My I blocked my ex cos I did not want my heart to go back to him. I convinced myself that we can never be together. It was too late. Now, I am married and hubby has won…he has not stopped seeing my friend. Now, he does not even hide it too much. We quarrel everyday. Everyone is telling me to pray and focus on having a baby so that I will not be too engrossed with my husband’s philandering life.
Well, I been trying for a baby but I think that will be impossible cos I am not at peace with my husband. How will a baby be conceived in this kind of environment? I confronted my friend, begged her to leave him alone…if nothing for the fact that she used to be my friend…she told me to my face that if I am not careful, she is coming in as second wife soon. She is doing everything to get pregnant before me and she knows my husband will marry her if she gets pregnant or make her a permanent baby mama.

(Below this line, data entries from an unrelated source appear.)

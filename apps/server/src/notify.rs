//! # Telegram Notifier
//!
//! Fire-and-forget push of logbook entries to a Telegram chat, so the
//! owner sees incidents without being in the shop.
//!
//! ## Failure Policy
//! A notification is a courtesy, never a dependency: the logbook write
//! has already committed before the send is attempted, and any failure
//! here is logged at warn and dropped. The API response never waits on
//! or reflects Telegram.

use std::sync::Arc;
use std::time::Duration;

use serde::Serialize;
use tracing::{debug, warn};

use crate::config::TelegramConfig;

#[derive(Serialize)]
struct SendMessage<'a> {
    chat_id: &'a str,
    text: &'a str,
}

/// Shared handle for sending Telegram messages.
#[derive(Clone)]
pub struct TelegramNotifier {
    client: reqwest::Client,
    config: Arc<TelegramConfig>,
}

impl TelegramNotifier {
    pub fn new(config: TelegramConfig) -> Self {
        let client = reqwest::Client::builder()
            .timeout(Duration::from_secs(10))
            .build()
            // Builder only fails on TLS backend misconfiguration
            .unwrap_or_default();

        TelegramNotifier {
            client,
            config: Arc::new(config),
        }
    }

    /// Spawns a background send; returns immediately.
    pub fn notify(&self, text: String) {
        let notifier = self.clone();
        tokio::spawn(async move {
            notifier.send(&text).await;
        });
    }

    async fn send(&self, text: &str) {
        let url = format!(
            "https://api.telegram.org/bot{}/sendMessage",
            self.config.bot_token
        );
        let body = SendMessage {
            chat_id: &self.config.chat_id,
            text,
        };

        match self.client.post(&url).json(&body).send().await {
            Ok(response) if response.status().is_success() => {
                debug!("Telegram notification delivered");
            }
            Ok(response) => {
                warn!(status = %response.status(), "Telegram rejected notification");
            }
            Err(err) => {
                warn!(error = %err, "Telegram notification failed");
            }
        }
    }
}
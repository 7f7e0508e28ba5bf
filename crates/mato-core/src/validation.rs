//! # Validation Module
//!
//! Input validation utilities for Mato POS.
//!
//! ## Validation Strategy
//! ```text
//! ┌─────────────────────────────────────────────────────────────────────────┐
//! │                      Validation Layers                                  │
//! │                                                                         │
//! │  Layer 1: Frontend                                                      │
//! │  ├── Basic format checks (empty, length)                               │
//! │  └── Immediate user feedback                                           │
//! │           │                                                             │
//! │           ▼                                                             │
//! │  Layer 2: HTTP handler (Rust)                                          │
//! │  ├── Type validation (deserialization)                                 │
//! │  └── THIS MODULE: business rule validation                             │
//! │           │                                                             │
//! │           ▼                                                             │
//! │  Layer 3: Database (SQLite)                                            │
//! │  ├── NOT NULL constraints                                              │
//! │  └── UNIQUE constraints (customer phone)                               │
//! │                                                                         │
//! │  Defense in depth: multiple layers catch different errors              │
//! └─────────────────────────────────────────────────────────────────────────┘
//! ```
//!
//! The cart line editors deliberately bypass this module - mid-entry
//! text like "12." must never bounce back at the cashier. Validation
//! applies to committed input: checkout fields, ledger postings, names.

use crate::error::ValidationError;
use crate::money::Money;
use crate::{AUTOCOMPLETE_MIN_CHARS, MAX_LOG_TEXT, MAX_NAME_LEN, MAX_PHONE_LEN};

/// Result type for validation operations.
pub type ValidationResult<T> = Result<T, ValidationError>;

// =============================================================================
// String Validators
// =============================================================================

/// Validates a customer phone key.
///
/// ## Rules
/// - Must not be empty
/// - At most 30 characters
/// - Digits, spaces, `+` and `-` only
///
/// ## Returns
/// The trimmed phone string.
pub fn validate_phone(phone: &str) -> ValidationResult<String> {
    let phone = phone.trim();

    if phone.is_empty() {
        return Err(ValidationError::Required {
            field: "phone".to_string(),
        });
    }

    if phone.len() > MAX_PHONE_LEN {
        return Err(ValidationError::TooLong {
            field: "phone".to_string(),
            max: MAX_PHONE_LEN,
        });
    }

    if !phone
        .chars()
        .all(|c| c.is_ascii_digit() || c == '+' || c == '-' || c == ' ')
    {
        return Err(ValidationError::InvalidFormat {
            field: "phone".to_string(),
            reason: "must contain only digits, spaces, + and -".to_string(),
        });
    }

    Ok(phone.to_string())
}

/// Validates a product or customer display name.
///
/// ## Rules
/// - Must not be empty
/// - At most 200 characters
pub fn validate_name(name: &str) -> ValidationResult<String> {
    let name = name.trim();

    if name.is_empty() {
        return Err(ValidationError::Required {
            field: "name".to_string(),
        });
    }

    if name.len() > MAX_NAME_LEN {
        return Err(ValidationError::TooLong {
            field: "name".to_string(),
            max: MAX_NAME_LEN,
        });
    }

    Ok(name.to_string())
}

/// Validates a logbook entry or manual-credit note.
///
/// ## Rules
/// - Must not be empty
/// - At most 2000 characters
pub fn validate_log_text(text: &str) -> ValidationResult<String> {
    let text = text.trim();

    if text.is_empty() {
        return Err(ValidationError::Required {
            field: "text".to_string(),
        });
    }

    if text.len() > MAX_LOG_TEXT {
        return Err(ValidationError::TooLong {
            field: "text".to_string(),
            max: MAX_LOG_TEXT,
        });
    }

    Ok(text.to_string())
}

/// Whether a typed query is long enough to trigger autocomplete.
///
/// Search kicks in at two characters so a single keystroke doesn't
/// match half the catalog.
pub fn autocomplete_ready(query: &str) -> bool {
    query.trim().chars().count() >= AUTOCOMPLETE_MIN_CHARS
}

// =============================================================================
// Amount Validators
// =============================================================================

/// Validates a posted monetary amount (payment, manual credit, SHS
/// tendered).
///
/// ## Rules
/// - Must parse as a decimal number
/// - Must be positive (> 0)
///
/// ## Example
/// ```rust
/// use mato_core::validation::validate_amount;
///
/// assert_eq!(validate_amount("payment", "12.50").unwrap().cents(), 1250);
/// assert!(validate_amount("payment", "0").is_err());
/// assert!(validate_amount("payment", "abc").is_err());
/// ```
pub fn validate_amount(field: &str, raw: &str) -> ValidationResult<Money> {
    let amount = Money::parse(raw).ok_or_else(|| ValidationError::InvalidFormat {
        field: field.to_string(),
        reason: "must be a number".to_string(),
    })?;

    if !amount.is_positive() {
        return Err(ValidationError::MustBePositive {
            field: field.to_string(),
        });
    }

    Ok(amount)
}

/// Validates a price or cost in cents (zero allowed, free items exist).
pub fn validate_price_cents(field: &str, cents: i64) -> ValidationResult<()> {
    if cents < 0 {
        return Err(ValidationError::OutOfRange {
            field: field.to_string(),
            min: 0,
            max: i64::MAX,
        });
    }

    Ok(())
}

// =============================================================================
// UUID Validators
// =============================================================================

/// Validates a UUID string format.
pub fn validate_uuid(id: &str) -> ValidationResult<()> {
    if id.trim().is_empty() {
        return Err(ValidationError::Required {
            field: "id".to_string(),
        });
    }

    uuid::Uuid::parse_str(id).map_err(|_| ValidationError::InvalidFormat {
        field: "id".to_string(),
        reason: "must be a valid UUID".to_string(),
    })?;

    Ok(())
}

// =============================================================================
// Unit Tests
// =============================================================================
//! # Database Migrations
//!
//! Embedded SQL migrations for Mato POS.
//!
//! ## How Migrations Work
//! ```text
//! ┌─────────────────────────────────────────────────────────────────────────┐
//! │                      Migration Process                                  │
//! │                                                                         │
//! │  Server Startup                                                        │
//! │       │                                                                 │
//! │       ▼                                                                 │
//! │  Check _sqlx_migrations table                                          │
//! │       │                                                                 │
//! │       ├── Table doesn't exist? Create it                               │
//! │       │                                                                 │
//! │       ▼                                                                 │
//! │  Compare embedded migrations vs applied                                │
//! │       │                                                                 │
//! │       ├── 001_initial_schema.sql ✓ (already applied)                  │
//! │       └── 002_...                ⬜ (NEW - needs to run)                │
//! │       │                                                                 │
//! │       ▼                                                                 │
//! │  Run pending migrations in order, record each                          │
//! │                                                                         │
//! └─────────────────────────────────────────────────────────────────────────┘
//! ```
//!
//! ## Adding New Migrations
//!
//! 1. Create a new file in `migrations/sqlite/` with the next sequence number
//! 2. Name format: `NNN_description.sql` (e.g., `002_add_suppliers.sql`)
//! 3. Write idempotent SQL (use `IF NOT EXISTS` where possible)
//! 4. **NEVER** modify existing migrations - always add new ones

use sqlx::SqlitePool;
use tracing::info;

use crate::error::DbResult;

/// Embedded migrations from the `migrations/sqlite` directory.
///
/// The `sqlx::migrate!()` macro embeds all SQL files from the specified
/// directory into the binary at compile time. No runtime file access needed.
static MIGRATOR: sqlx::migrate::Migrator = sqlx::migrate!("../../migrations/sqlite");

/// Runs all pending database migrations.
///
/// ## Safety
/// - Idempotent: safe to run multiple times
/// - Transactional: each migration runs in a transaction
/// - Ordered: migrations run in filename order (001, 002, ...)
pub async fn run_migrations(pool: &SqlitePool) -> DbResult<()> {
    info!("Checking for pending migrations");

    MIGRATOR.run(pool).await?;

    info!("All migrations applied successfully");
    Ok(())
}

/// Returns (total_migrations, applied_migrations) for diagnostics.
pub async fn migration_status(pool: &SqlitePool) -> DbResult<(usize, usize)> {
    let total = MIGRATOR.migrations.len();

    let applied: i64 = sqlx::query_scalar("SELECT COUNT(*) FROM _sqlx_migrations")
        .fetch_one(pool)
        .await
        .unwrap_or(0);

    Ok((total, applied as usize))
}
//! # Credit Payment Repository
//!
//! Database operations for payments received against credit accounts.
//!
//! Balances are never stored; the ledger in mato-core derives them from
//! the full payment and credit-sale history on every request.

use chrono::{DateTime, Utc};
use sqlx::SqlitePool;
use tracing::debug;
use uuid::Uuid;

use crate::error::DbResult;
use mato_core::CreditPayment;

/// Repository for credit payment database operations.
#[derive(Debug, Clone)]
pub struct CreditRepository {
    pool: SqlitePool,
}

impl CreditRepository {
    /// Creates a new CreditRepository.
    pub fn new(pool: SqlitePool) -> Self {
        CreditRepository { pool }
    }

    /// Records a payment against a phone key's balance.
    pub async fn insert_payment(&self, phone: &str, amount_cents: i64) -> DbResult<CreditPayment> {
        let payment = CreditPayment {
            id: Uuid::new_v4().to_string(),
            phone: phone.to_string(),
            amount_cents,
            created_at: Utc::now(),
        };

        sqlx::query(
            r#"
            INSERT INTO credit_payments (id, phone, amount_cents, created_at)
            VALUES (?1, ?2, ?3, ?4)
            "#,
        )
        .bind(&payment.id)
        .bind(&payment.phone)
        .bind(payment.amount_cents)
        .bind(payment.created_at)
        .execute(&self.pool)
        .await?;

        debug!(phone = %phone, amount = amount_cents, "Credit payment recorded");
        Ok(payment)
    }

    /// Lists all payments, oldest first (ledger input).
    pub async fn list_all(&self) -> DbResult<Vec<CreditPayment>> {
        let payments = sqlx::query_as::<_, CreditPayment>(
            r#"
            SELECT id, phone, amount_cents, created_at
            FROM credit_payments
            ORDER BY created_at
            "#,
        )
        .fetch_all(&self.pool)
        .await?;

        Ok(payments)
    }

    /// Lists payments inside a date window (drawer report input).
    pub async fn list_between(
        &self,
        from: DateTime<Utc>,
        to: DateTime<Utc>,
    ) -> DbResult<Vec<CreditPayment>> {
        let payments = sqlx::query_as::<_, CreditPayment>(
            r#"
            SELECT id, phone, amount_cents, created_at
            FROM credit_payments
            WHERE created_at >= ?1 AND created_at <= ?2
            ORDER BY created_at
            "#,
        )
        .bind(from)
        .bind(to)
        .fetch_all(&self.pool)
        .await?;

        Ok(payments)
    }
}

// =============================================================================
// Unit Tests
// =============================================================================

#[cfg(test)]
mod tests {
    use super::*;
    use crate::pool::{Database, DbConfig};

    #[tokio::test]
    async fn test_insert_and_list() {
        let db = Database::new(DbConfig::in_memory()).await.unwrap();
        let repo = db.credits();

        repo.insert_payment("612345", 500).await.unwrap();
        repo.insert_payment("698765", 200).await.unwrap();

        let all = repo.list_all().await.unwrap();
        assert_eq!(all.len(), 2);
        assert_eq!(all[0].phone, "612345");
        assert_eq!(all[0].amount_cents, 500);
    }

    #[tokio::test]
    async fn test_list_between_window() {
        let db = Database::new(DbConfig::in_memory()).await.unwrap();
        let repo = db.credits();

        repo.insert_payment("612345", 500).await.unwrap();

        let now = Utc::now();
        let inside = repo
            .list_between(now - chrono::Duration::minutes(5), now + chrono::Duration::minutes(5))
            .await
            .unwrap();
        assert_eq!(inside.len(), 1);

        let outside = repo
            .list_between(
                now - chrono::Duration::days(2),
                now - chrono::Duration::days(1),
            )
            .await
            .unwrap();
        assert!(outside.is_empty());
    }
}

I felt like killing my friend (ladies be careful who you call friend…especially if you are dating a rich guy). She even accused me of being a naïve fool…for always quarrelling with my husband and pushing him further away to other women and men. You may say why am I surprised after all I saw the red flags…what I did not bargain was that he would be rubbishing me like this…I feel like a laughing stock…my husband and my friend…and maybe the fact that he is gay and people know about it?
I was like: other women and men? I asked her what she meant by men…I know he is a flirt but what has men go to do with this too? Is my husband bis*xual?…I have been trying to find out if my husband is truly into men too. I asked him and he told me to stop worrying about finding out cos if I continue…I will might find what I am not looking for?
What is the meaning of all these? I know I signed up for an unfaithful man but not this kind of situation…I am slipping into depression when I think of the fact that I left a good man for this wicked man…I think I better damn what ever the consequences may be and get out of this marriage…money is not everything. Yes…I am very comfortable but why should I stay with comfort that does not care about me…someone who is busy disgracing me with my own friend? Someone who is probably gay too?
Now, tell me…why should I not leave now…its less six months of marriage and all I can show for it is nothing but regret and sadness. I unblocked my ex and we got talking again…he is upset with me for marrying someone else after he begged me not to when I caught him cheating with my friend. But he said…if I am serious about getting back…then I need to prove it to him…
The only way I can prove to him that I am serious is by leaving right?…Now tell me…how does fighting for my marriage seem to look right now? Is there anything to fight for? Or is this not enough to call it quit? I am going through so much emotionally. I cant take it anymore.Please advise me.